Edit: Further work on this has lead me to take back my comment about the MediaWiki being “nice” Oh god is it a pain in the arse and totally in consistent on what it returns wiki to wiki installation. Whoever designed that needs a good slap in the face. Perhaps one day I’ll do a full rant on that…

Casio Prizm GCC SDK v0.3

So after a long overdue major overhaul of the makefiles and some additions to libfxcg I am ready to release PrizmSDK v0.3. The biggest improvement is to the makefiles and build system and it puts me one step closer to a much cleaner setup. Most of the changes are based on the makefiles used by DevkitPro and I plan to move to an installer based system similar to theirs in the future as well.

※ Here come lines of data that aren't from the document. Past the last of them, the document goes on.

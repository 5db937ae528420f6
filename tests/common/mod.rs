#![allow(dead_code)]

use dispatchdesk::application::payments::{Gateways, PaymentSettings};
use dispatchdesk::application::{Desk, Stores};
use dispatchdesk::domain::bank_account::{AccountType, NewBankAccount};
use dispatchdesk::domain::booking::{BookingDetails, CancellationPolicy};
use dispatchdesk::domain::notification::Notification;
use dispatchdesk::domain::principal::{Authorizer, Principal};
use dispatchdesk::infrastructure::broadcast::ChannelBus;
use std::time::Duration;
use tokio::sync::broadcast;

pub const MOCK_DELAY: Duration = Duration::from_millis(50);

/// In-memory desk with a short mock settlement delay and no real gateways.
pub fn desk() -> Desk {
    desk_with(Stores::in_memory(), Gateways::default())
}

pub fn desk_with(stores: Stores, gateways: Gateways) -> Desk {
    Desk::new(
        stores,
        ChannelBus::new(),
        gateways,
        Authorizer::default(),
        CancellationPolicy::PendingOnly,
        PaymentSettings {
            currency: "KES".to_string(),
            mock_settlement_delay: MOCK_DELAY,
        },
    )
}

pub fn customer(id: &str) -> Principal {
    Principal::customer(id)
}

pub fn admin() -> Principal {
    Principal::admin("admin-1")
}

pub fn details(service_type: &str) -> BookingDetails {
    BookingDetails {
        service_type: Some(service_type.to_string()),
        location: Some("Ngong Road".to_string()),
        ..Default::default()
    }
}

pub fn new_account(name: &str, is_default: bool) -> NewBankAccount {
    NewBankAccount {
        account_name: name.to_string(),
        account_number: "0011223344".to_string(),
        bank_name: "KCB".to_string(),
        bank_code: "01".to_string(),
        account_type: AccountType::Business,
        is_default,
        admin_notes: None,
    }
}

/// Everything already delivered to `rx`, without waiting.
pub fn drain(rx: &mut broadcast::Receiver<Notification>) -> Vec<Notification> {
    std::iter::from_fn(|| rx.try_recv().ok()).collect()
}

pub fn names(events: &[Notification]) -> Vec<&str> {
    events.iter().map(|n| n.event_name.as_str()).collect()
}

The most obvious changes visible to the user is the new project directory layout. It is now much cleaner and uses a convenient project layout with specific folders for source files and temp object and such. All the configuration is still in the Makefile in the project directory, which has been cleaned up and commented. All of the dirty work was moved to a separate Makefile in the common folder of the SDK and the project directory shall now house only projects. The end goal is to allow the project directory to lie anyway and have environment variables for where the SDK lies. In the process I also made the makefiles much more cross platform safe though it might still need more tweaking to get just right.

I still wish to clean up the headers quite a bit more and move to just one header for all the syscalls and have that header include the extra headers with the core typedefs. There is no reason to have the headers split up as they are and I intend to clean that up with the next SDK update, if I don’t sneak it into this one. (if you notice filemodtimes change, this would be why)

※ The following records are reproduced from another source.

pub mod application;
pub mod config;
pub mod domain;
pub mod error;
pub mod infrastructure;
pub mod interfaces;
//! HTTP error mapping.
//!
//! Every [`DeskError`] maps to a status and a stable code; the body is always
//! `{ "code": ..., "message": ... }`. Internal details are logged, not sent.

use crate::error::DeskError;
use axum::{
    Json,
    http::StatusCode,
    response::{IntoResponse, Response},
};
use serde::Serialize;
use std::fmt;

#[derive(Debug)]
pub struct ApiError {
    status: StatusCode,
    code: &'static str,
    message: String,
}

impl ApiError {
    pub fn new(status: StatusCode, code: &'static str, message: impl Into<String>) -> Self {
        Self {
            status,
            code,
            message: message.into(),
        }
    }

    pub fn status(&self) -> StatusCode {
        self.status
    }

    pub fn code(&self) -> &'static str {
        self.code
    }
}

impl fmt::Display for ApiError {
    fn fmt(&self, f: &mut fmt::Formatter<'_>) -> fmt::Result {
        write!(f, "[{}] {}", self.code, self.message)
    }
}

impl From<DeskError> for ApiError {
    fn from(err: DeskError) -> Self {
        let status = match &err {
            DeskError::ValidationError(_) => StatusCode::BAD_REQUEST,
            DeskError::InvalidAmount | DeskError::UnsupportedMethod(_) => {
                StatusCode::UNPROCESSABLE_ENTITY
            }
            DeskError::NotFound { .. } => StatusCode::NOT_FOUND,
            DeskError::InvalidStateTransition { .. } | DeskError::Conflict(_) => {
                StatusCode::CONFLICT
            }
            DeskError::Unauthenticated => StatusCode::UNAUTHORIZED,
            DeskError::Forbidden(_) => StatusCode::FORBIDDEN,
            DeskError::ProviderRejected { .. } => StatusCode::BAD_GATEWAY,
            DeskError::ProviderUnavailable { .. } => StatusCode::SERVICE_UNAVAILABLE,
            DeskError::ReconciliationMismatch(_)
            | DeskError::CsvError(_)
            | DeskError::IoError(_)
            | DeskError::InternalError(_) => StatusCode::INTERNAL_SERVER_ERROR,
        };

        if status.is_server_error() && !matches!(status, StatusCode::SERVICE_UNAVAILABLE) {
            tracing::error!(code = err.code(), error = %err, "Internal server error");
            if status == StatusCode::INTERNAL_SERVER_ERROR {
                return Self::new(status, err.code(), "An internal error occurred");
            }
        }
        Self::new(status, err.code(), err.to_string())
    }
}

#[derive(Serialize)]
struct ErrorResponse {
    code: &'static str,
    message: String,
}

impl IntoResponse for ApiError {
    fn into_response(self) -> Response {
        let body = ErrorResponse {
            code: self.code,
            message: self.message,
        };
        (self.status, Json(body)).into_response()
    }
}

pub type ApiResult<T> = std::result::Result<T, ApiError>;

The next big step will be to include an installer which can optionally grab msys instead of me having to include chunks of msys and cygwin for make and friends to function properly for people without them installed.

Please respond with any bugs or issues and I will address them as soon as possible. With how long it took me to do this release I’m sure I forgot something or made a typo somewhere and the only way I can fix it is if I know about it.

Download links:
xz: http://jonimoose.net/calcstuff/prizm/PrizmSDK-0.3.tar.xz (11M)
gz: http://jonimoose.net/calcstuff/prizm/PrizmSDK-0.3.tar.gz (42M)
zip: http://jonimoose.net/calcstuff/prizm/PrizmSDK-0.3.zip (44M)

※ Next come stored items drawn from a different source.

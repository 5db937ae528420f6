use clap::{Parser, Subcommand};
use dispatchdesk::application::{Desk, Stores};
use dispatchdesk::config::Config;
use dispatchdesk::domain::booking::BookingStatus;
use dispatchdesk::domain::ports::BookingStore;
use dispatchdesk::interfaces::csv::booking_writer::BookingWriter;
use dispatchdesk::interfaces::http;
use miette::{IntoDiagnostic, Result};
use std::io;
use std::path::PathBuf;
use tracing::info;
use tracing_subscriber::{EnvFilter, layer::SubscriberExt, util::SubscriberInitExt};

#[derive(Parser)]
#[command(author, version, about, long_about = None)]
struct Cli {
    /// Path to persistent database (optional). If provided, uses RocksDB.
    #[arg(long, global = true)]
    db_path: Option<PathBuf>,

    #[command(subcommand)]
    command: Command,
}

#[derive(Subcommand)]
enum Command {
    /// Run the HTTP and websocket server
    Serve {
        #[arg(long)]
        host: Option<String>,
        #[arg(long)]
        port: Option<u16>,
    },
    /// Write bookings as CSV to stdout
    ExportBookings {
        /// Only export bookings in this status
        #[arg(long)]
        status: Option<BookingStatus>,
    },
}

#[tokio::main]
async fn main() -> Result<()> {
    let cli = Cli::parse();
    let mut config = Config::from_env().into_diagnostic()?;
    if cli.db_path.is_some() {
        config.db_path = cli.db_path;
    }

    tracing_subscriber::registry()
        .with(
            EnvFilter::try_from_default_env()
                .unwrap_or_else(|_| EnvFilter::new(&config.server.log_level)),
        )
        .with(tracing_subscriber::fmt::layer().with_writer(io::stderr))
        .init();

    let stores = open_stores(&config)?;

    match cli.command {
        Command::Serve { host, port } => {
            if let Some(host) = host {
                config.server.host = host;
            }
            if let Some(port) = port {
                config.server.port = port;
            }
            serve(config, stores).await
        }
        Command::ExportBookings { status } => {
            let mut bookings = stores.bookings.all().await.into_diagnostic()?;
            if let Some(status) = status {
                bookings.retain(|b| b.status == status);
            }
            let stdout = io::stdout();
            let mut writer = BookingWriter::new(stdout.lock());
            writer.write_bookings(&bookings).into_diagnostic()?;
            Ok(())
        }
    }
}

async fn serve(config: Config, stores: Stores) -> Result<()> {
    let desk = Desk::from_config(&config, stores).into_diagnostic()?;
    let app = http::router(desk);

    let addr = format!("{}:{}", config.server.host, config.server.port);
    let listener = tokio::net::TcpListener::bind(&addr)
        .await
        .into_diagnostic()?;
    info!(%addr, "Dispatch desk listening");
    axum::serve(listener, app).await.into_diagnostic()?;
    Ok(())
}

#[cfg(feature = "storage-rocksdb")]
fn open_stores(config: &Config) -> Result<Stores> {
    match &config.db_path {
        Some(db_path) => Stores::rocksdb(db_path).into_diagnostic(),
        None => Ok(Stores::in_memory()),
    }
}

#[cfg(not(feature = "storage-rocksdb"))]
fn open_stores(config: &Config) -> Result<Stores> {
    if config.db_path.is_some() {
        eprintln!(
            "WARNING: Persistent storage requested via --db-path, but 'storage-rocksdb' feature is not enabled. Falling back to In-Memory storage."
        );
    }
    Ok(Stores::in_memory())
}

Stuff and Things and Archii

F1rst P0st!!!1!!!!1!

Ok now that that is over with, I have officially installed wordpress on my site… now what. Oh yeah remember to use it.

On that note, I spent the night working on updating Archii but I have found a bit of an issue with a few things. One of which is that the latest udev does not seem to like linux 2.6.32.y on PPC. Right now it “works” but it spews errors to the console until minilogd OOM’s. I’m not sure what my options are here since the Archlinux PPC repo’s are going to continue to update no matter what and so I’ll either have to find a way to rebase the Wii patches or tell everyone to hold on to the older udev package. The issue being that newer initscripts will rely on a newer udev so that would only be a temporary solution. I know the zen kernel had the Wii patches merged at one point so it may be possible to use that but then you run into the issue of it not being a stock kernel which is working against the Arch way. I can upload newer rootfs tars if anyone is interested but I would rather wait until I see if I can work this out.

In other kernel related news its seems the Farter, author of GeeXboX for Wii, has made some patches to the gcnfb driver to make the gpu do the color space conversion. This is a big deal and will hopefully mean a speed boost at the cost of some ram. It would also mean that you can use the stock fbdev Xorg driver in place of xf86-video-cube. You can find more info at his blog Farter’s Mess.